Neighbours Helping Lankans to get out of Crisis
- Sri Lanka is currently working on the debt restructuring sustainability being prepared by legal and financial experts. Sri Lanka will need $5 billion over the next six months to ensure basic living standards, and is renegotiating the terms of a yuan-denominated swap worth $1.5 billion with China so as to fund essential imports
- The Indian Ocean nation of 22 million is negotiating a loan package worth about $3 billion from the International Monetary Fund, in addition to help from countries such as China, India and Japan.
- The cabinet approved a $55-million credit line from India’s Exim Bank to fund 150,000 tonnes of urea imports – a critical requirement as supplies have run out during the current cropping season.
- The IMF has said the government must raise interest rates and taxes as a condition of any loan. The World Bank has agreed to lend Sri Lanka $600m. India has committed $1.9bn and may lend an additional $1.5bn for imports.
- The G7 group of leading industrial countries – Canada, France, Germany, Italy, Japan, UK and the have said they will provide help to Sri Lanka in securing debt relief. Sri Lanka owes $6.5bn to China and the two are in talks on how to restructure the debt.
- Sri Lanka desperately needs the help of Russian President Vladimir Putin for both fuel and tourists, which are both vital to rescuing the country’s economy.

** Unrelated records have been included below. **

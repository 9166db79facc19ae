use crate::models::Impression;
use chrono::{SecondsFormat, Utc};
use percent_encoding::{AsciiSet, NON_ALPHANUMERIC, utf8_percent_encode};
use rand::{Rng, thread_rng};
use std::collections::HashMap;

/// Everything except RFC 3986 unreserved characters is percent-encoded.
/// This also covers `! ' ( ) *`, which common component encoders leave bare.
const MACRO_ENCODE_SET: &AsciiSet = &NON_ALPHANUMERIC
    .remove(b'-')
    .remove(b'.')
    .remove(b'_')
    .remove(b'~');

/// Macro name to value mapping; keys are case-sensitive
pub type MacroMap = HashMap<String, String>;

/// A tracking URL template, either a bare URL string or an entry object
/// carrying the URL alongside an identifier
#[derive(Debug, Clone, PartialEq)]
pub enum UrlTemplate {
    Url(String),
    Entry { id: Option<String>, url: Option<String> },
}

impl UrlTemplate {
    /// The raw URL carried by this template; entries without one yield None
    /// and are dropped during resolution
    fn url(&self) -> Option<&str> {
        match self {
            UrlTemplate::Url(url) => Some(url),
            UrlTemplate::Entry { url, .. } => url.as_deref(),
        }
    }
}

impl From<&str> for UrlTemplate {
    fn from(url: &str) -> Self {
        UrlTemplate::Url(url.to_string())
    }
}

impl From<String> for UrlTemplate {
    fn from(url: String) -> Self {
        UrlTemplate::Url(url)
    }
}

impl From<&Impression> for UrlTemplate {
    fn from(impression: &Impression) -> Self {
        UrlTemplate::Entry {
            id: impression.id.clone(),
            url: Some(impression.url.clone()),
        }
    }
}

#[derive(Debug, Default, Clone, Copy)]
pub struct ResolveOptions {
    /// Custom error codes bypass the three-digit ERRORCODE check
    pub is_custom_code: bool,
}

/// Resolve tracking URL templates into ready-to-send URLs.
///
/// Substitutes every `[MACRO]` and `%%MACRO%%` occurrence with the
/// percent-encoded macro value, injecting the CACHEBUSTING / TIMESTAMP /
/// RANDOM macros on every call. Unmatched placeholders are left verbatim.
pub fn resolve_url_templates(
    templates: &[UrlTemplate],
    macros: &MacroMap,
    options: &ResolveOptions,
) -> Vec<String> {
    let mut macros = macros.clone();

    // Set default value for invalid ERRORCODE
    if let Some(code) = macros.get("ERRORCODE") {
        if !options.is_custom_code && !is_standard_error_code(code) {
            macros.insert("ERRORCODE".to_string(), "900".to_string());
        }
    }

    // Calc random/time based macros; these always win over caller values
    let cache_busting = format!("{:08}", thread_rng().gen_range(0..100_000_000u32));
    macros.insert(
        "TIMESTAMP".to_string(),
        Utc::now().to_rfc3339_opts(SecondsFormat::Millis, true),
    );
    macros.insert("RANDOM".to_string(), cache_busting.clone());
    macros.insert("random".to_string(), cache_busting.clone());
    macros.insert("CACHEBUSTING".to_string(), cache_busting);

    let encoded: MacroMap = macros
        .iter()
        .map(|(key, value)| (key.clone(), encode_rfc3986(value)))
        .collect();

    templates
        .iter()
        .filter_map(UrlTemplate::url)
        .map(|url| replace_url_macros(url, &encoded))
        .collect()
}

/// Standard VAST error codes are exactly three decimal digits
fn is_standard_error_code(value: &str) -> bool {
    value.len() == 3 && value.bytes().all(|b| b.is_ascii_digit())
}

fn replace_url_macros(url: &str, macros: &MacroMap) -> String {
    let mut resolved = url.to_string();
    for (key, value) in macros {
        resolved = resolved
            .replace(&format!("[{key}]"), value)
            .replace(&format!("%%{key}%%"), value);
    }
    resolved
}

/// Percent-encode a macro value per RFC 3986
pub fn encode_rfc3986(value: &str) -> String {
    utf8_percent_encode(value, MACRO_ENCODE_SET).to_string()
}
use chrono::Utc;
use log::warn;
use serde::Serialize;
use serde_json::{Map, Value};

/// Structured record delivered to the observability sink. Field names match
/// the player-event console format consumed downstream.
#[derive(Debug, Clone, Serialize, PartialEq)]
pub struct EventRecord {
    #[serde(rename = "player-event")]
    pub kind: String,

    /// Epoch milliseconds at record creation
    #[serde(rename = "event-time")]
    pub timestamp: i64,

    #[serde(rename = "ad-id", skip_serializing_if = "Option::is_none")]
    pub ad_id: Option<String>,

    #[serde(rename = "creative-id", skip_serializing_if = "Option::is_none")]
    pub creative_id: Option<String>,

    /// Event-specific payload
    #[serde(skip_serializing_if = "Map::is_empty")]
    pub payload: Map<String, Value>,
}

impl EventRecord {
    pub fn new(kind: &str) -> Self {
        EventRecord {
            kind: kind.to_string(),
            timestamp: Utc::now().timestamp_millis(),
            ad_id: None,
            creative_id: None,
            payload: Map::new(),
        }
    }

    pub fn with_payload(mut self, key: &str, value: impl Into<Value>) -> Self {
        self.payload.insert(key.to_string(), value.into());
        self
    }
}

/// Destination for structured tracking events; delivery is best-effort and
/// local, the transport behind it is not this crate's concern
pub trait EventSink: Send + Sync {
    fn emit(&self, record: EventRecord);
}

/// Prints one JSON object per record to stdout
pub struct ConsoleSink;

impl EventSink for ConsoleSink {
    fn emit(&self, record: EventRecord) {
        match serde_json::to_string(&record) {
            Ok(line) => println!("{line}"),
            Err(e) => warn!("failed to serialize event record: {e}"),
        }
    }
}
//! Configuration for canon-huff

use std::path::Path;

use serde::{Deserialize, Serialize};

use crate::error::HuffmanError;

/// How the decoder matches accumulated bits against the code table.
#[derive(Debug, Clone, Copy, PartialEq, Eq, Default, Serialize, Deserialize)]
#[serde(rename_all = "snake_case")]
pub enum DecodeStrategy {
    /// Scan the sorted table after every bit.
    LinearScan,
    /// Compare against the first canonical code of each length.
    #[default]
    LengthIndexed,
}

#[derive(Debug, Clone, PartialEq, Eq, Serialize, Deserialize)]
#[serde(default)]
pub struct CodecConfig {
    pub verify_magic: bool,
    pub decoder: DecodeStrategy,
    pub max_input_size: u64,
}

impl Default for CodecConfig {
    fn default() -> Self {
        Self {
            verify_magic: true,
            decoder: DecodeStrategy::default(),
            max_input_size: u32::MAX as u64, // total count field is 32 bits
        }
    }
}

impl CodecConfig {
    /// Load a configuration from a JSON file. Missing fields take their defaults.
    pub fn from_json_file<P: AsRef<Path>>(path: P) -> Result<Self, HuffmanError> {
        let text = std::fs::read_to_string(path)?;
        Self::from_json_str(&text)
    }

    pub fn from_json_str(text: &str) -> Result<Self, HuffmanError> {
        let config: Self =
            serde_json::from_str(text).map_err(|e| HuffmanError::Config(e.to_string()))?;
        if config.max_input_size > u32::MAX as u64 {
            return Err(HuffmanError::Config(format!(
                "max_input_size {} does not fit the 32-bit symbol count",
                config.max_input_size
            )));
        }
        Ok(config)
    }
}

#[cfg(test)]
mod tests {
    use super::*;

    #[test]
    fn test_partial_json_uses_defaults() {
        let config = CodecConfig::from_json_str(r#"{ "decoder": "linear_scan" }"#).unwrap();
        assert_eq!(config.decoder, DecodeStrategy::LinearScan);
        assert!(config.verify_magic);
        assert_eq!(config.max_input_size, u32::MAX as u64);
    }

    #[test]
    fn test_rejects_oversized_limit() {
        let result = CodecConfig::from_json_str(r#"{ "max_input_size": 5000000000 }"#);
        assert!(matches!(result, Err(HuffmanError::Config(_))));
    }

    #[test]
    fn test_rejects_malformed_json() {
        assert!(CodecConfig::from_json_str("{ verify_magic: yes").is_err());
    }

    #[test]
    fn test_from_file() {
        let dir = tempfile::tempdir().unwrap();
        let path = dir.path().join("codec.json");
        std::fs::write(&path, r#"{ "verify_magic": false }"#).unwrap();
        let config = CodecConfig::from_json_file(&path).unwrap();
        assert!(!config.verify_magic);
        assert_eq!(config.decoder, DecodeStrategy::LengthIndexed);
    }
}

- The island nation has virtually run out of fuel, crippling businesses and public transport. It is struggling to get oil shipments from its usual suppliers in the Gulf or elsewhere due to a lack of foreign currency as well as banking and logistical difficulties.
- Western nations have imposed restrictions on Russian oil in response to its invasion of Ukraine. But President Gotabaya Rajapaksa is clearly willing to take the risk of triggering displeasure in Western capitals.
India Helps Sri Lanka
- India handed a total of 3.3 tons of essential medical supplies to Sri Lanka.
- These humanitarian supplies are in continuation of the Indian government’s ongoing support to the people of the crisis-ridden island nation in forms such as financial assistance, forex support, material supply.
- In line with Prime Minister Narendra Modi’s ‘Neighbourhood First’ policy, more than 25 tons of drugs and medical supplies which were donated by the Government and people of India during the last two months are valued at close to SLR 370 million.
- This is in addition to the economic assistance of around USD 3.5 billion and supply of other humanitarian supplies such as rice, milk powder, kerosene etc.
Sri Lanka Crisis is a warning for all the debt ridden countries. A country is run by its Economy. Economy is money. Sri Lankan crisis is because of national expenditure exceeding its national income and imports greater than exports.
Wisely discussed and formulated economic policies which doesn’t lay burden on the common man is the need of the hour.
Structured finances must be priority rather than Populist Policies in greed of votes and power . Because such policies eventually fail because at the end everything in the economy comes with the cost.